=== Begin Enclosure ===

use egui::Context as EguiContext;
use wobble_common::Rgb;
use wobble_shading::{SceneSettings, UNIFORM_RANGE};

pub const PANEL_WIDTH: f32 = 325.0;

fn color_row(ui: &mut egui::Ui, label: &str, color: &mut Rgb) {
    ui.horizontal(|ui| {
        ui.color_edit_button_srgb(&mut color.0);
        ui.label(label);
    });
}

/// The "Wobble" tweak window. Returns true when any value changed.
pub fn draw_panel(ctx: &EguiContext, settings: &mut SceneSettings) -> bool {
    let before = *settings;

    egui::Window::new("Wobble")
        .default_width(PANEL_WIDTH)
        .resizable(false)
        .show(ctx, |ui| {
            ui.heading("Displacement");
            for (name, value) in settings.wobble.controls_mut() {
                ui.add(egui::Slider::new(value, UNIFORM_RANGE).step_by(0.001).text(name));
            }

            ui.separator();
            ui.heading("Colors");
            color_row(ui, "colorA", &mut settings.colors.color_a);
            color_row(ui, "colorB", &mut settings.colors.color_b);

            ui.separator();
            ui.heading("Material");
            for (name, value, min, max) in settings.material.controls_mut() {
                ui.add(egui::Slider::new(value, min..=max).step_by(0.001).text(name));
            }

            ui.separator();
            ui.heading("Light");
            color_row(ui, "color", &mut settings.light.color);
            ui.add(egui::Slider::new(&mut settings.light.intensity, 0.0..=10.0).text("intensity"));
            ui.add(egui::Slider::new(&mut settings.renderer.exposure, 0.1..=4.0).text("exposure"));

            ui.separator();
            if ui.button("Copy preset").clicked() {
                match settings.to_yaml() {
                    Ok(yaml) => {
                        ctx.copy_text(yaml);
                        tracing::info!("preset copied to clipboard");
                    }
                    Err(e) => tracing::error!("failed to serialize preset: {e}"),
                }
            }
            ui.small("LMB: orbit | RMB: pan | wheel: zoom");
        });

    *settings != before
}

=== End Enclosure ===

Please give every entry again, precisely as it appears.

use egui::Context as EguiContext;
use wobble_common::Rgb;
use wobble_shading::{SceneSettings, UNIFORM_RANGE};

pub const PANEL_WIDTH: f32 = 325.0;

fn color_row(ui: &mut egui::Ui, label: &str, color: &mut Rgb) {
    ui.horizontal(|ui| {
        ui.color_edit_button_srgb(&mut color.0);
        ui.label(label);
    });
}

/// The "Wobble" tweak window. Returns true when any value changed.
pub fn draw_panel(ctx: &EguiContext, settings: &mut SceneSettings) -> bool {
    let before = *settings;

    egui::Window::new("Wobble")
        .default_width(PANEL_WIDTH)
        .resizable(false)
        .show(ctx, |ui| {
            ui.heading("Displacement");
            for (name, value) in settings.wobble.controls_mut() {
                ui.add(egui::Slider::new(value, UNIFORM_RANGE).step_by(0.001).text(name));
            }

            ui.separator();
            ui.heading("Colors");
            color_row(ui, "colorA", &mut settings.colors.color_a);
            color_row(ui, "colorB", &mut settings.colors.color_b);

            ui.separator();
            ui.heading("Material");
            for (name, value, min, max) in settings.material.controls_mut() {
                ui.add(egui::Slider::new(value, min..=max).step_by(0.001).text(name));
            }

            ui.separator();
            ui.heading("Light");
            color_row(ui, "color", &mut settings.light.color);
            ui.add(egui::Slider::new(&mut settings.light.intensity, 0.0..=10.0).text("intensity"));
            ui.add(egui::Slider::new(&mut settings.renderer.exposure, 0.1..=4.0).text("exposure"));

            ui.separator();
            if ui.button("Copy preset").clicked() {
                match settings.to_yaml() {
                    Ok(yaml) => {
                        ctx.copy_text(yaml);
                        tracing::info!("preset copied to clipboard");
                    }
                    Err(e) => tracing::error!("failed to serialize preset: {e}"),
                }
            }
            ui.small("LMB: orbit | RMB: pan | wheel: zoom");
        });

    *settings != before
}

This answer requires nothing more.